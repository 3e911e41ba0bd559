//! Feature extraction for cascade prefixes

mod temporal;
mod vector;

use rayon::prelude::*;
use crate::cascade::Cascade;
use crate::graph::{build_tree, structural_metrics};

pub use temporal::{TemporalFeatures, temporal_features};
pub use vector::{FeatureMatrix, FeatureVector};

/// Temporal and structural features of one prefix
///
/// Sorts the prefix, then merges the timing statistics, the tree metrics
/// and `num_nodes` (every key of the tree, disconnected stubs included).
pub fn extract_features(prefix: &mut Cascade) -> FeatureVector {
    prefix.sort_events();

    let mut features = FeatureVector::new();
    features.extend(temporal_features(prefix).named());

    let tree = build_tree(prefix);
    features.extend(structural_metrics(&tree, tree.root()).named());
    features.insert("num_nodes", tree.size() as f64);

    features
}

/// Extract features of every prefix in parallel, preserving order
pub fn extract_batch(prefixes: &mut [Cascade]) -> Vec<FeatureVector> {
    prefixes.par_iter_mut()
        .map(extract_features)
        .collect()
}

#[cfg(test)]
mod tests {
    use super::*;

    #[test]
    fn test_extract_features() {
        let mut prefix = Cascade::new(1, 0, 0.0);
        prefix.add_event(2, 1, 3.0);
        prefix.add_event(1, 0, 1.0);
        prefix.add_event(3, 0, 4.0);
        prefix.add_event(4, 77, 10.0);

        let features = extract_features(&mut prefix);
        let names: Vec<&str> = features.names().collect();
        assert_eq!(names, vec![
            "time_to_k", "mean_inter_time", "var_inter_time", "half_life_ratio",
            "speed_change", "depth", "avg_depth", "leaves", "branching_factor",
            "wiener_root_avg", "num_nodes",
        ]);

        assert_eq!(features.get("time_to_k"), Some(10.0));
        assert_eq!(features.get("depth"), Some(2.0));
        // root, 1, 2, 3 reachable; 77 and 4 form a fragment
        assert_eq!(features.get("num_nodes"), Some(6.0));
        assert_eq!(features.get("leaves"), Some(2.0));
        assert_eq!(features.get("branching_factor"), Some(1.5));
    }

    #[test]
    fn test_extract_batch_preserves_order() {
        let mut prefixes: Vec<Cascade> = (1..=5)
            .map(|i| {
                let mut c = Cascade::new(i, 0, 0.0);
                c.add_event(1, 0, i as f64);
                c
            })
            .collect();

        let batch = extract_batch(&mut prefixes);
        let times: Vec<f64> = batch.iter()
            .map(|f| f.get("time_to_k").unwrap())
            .collect();
        assert_eq!(times, vec![1.0, 2.0, 3.0, 4.0, 5.0]);
    }
}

________________________

→ **Activity**
Working through the records, find each line containing the word "Some" and copy it.

→ **Solution to the exercise**
        assert_eq!(features.get("time_to_k"), Some(10.0));
        assert_eq!(features.get("depth"), Some(2.0));
        assert_eq!(features.get("num_nodes"), Some(6.0));
        assert_eq!(features.get("leaves"), Some(2.0));
        assert_eq!(features.get("branching_factor"), Some(1.5));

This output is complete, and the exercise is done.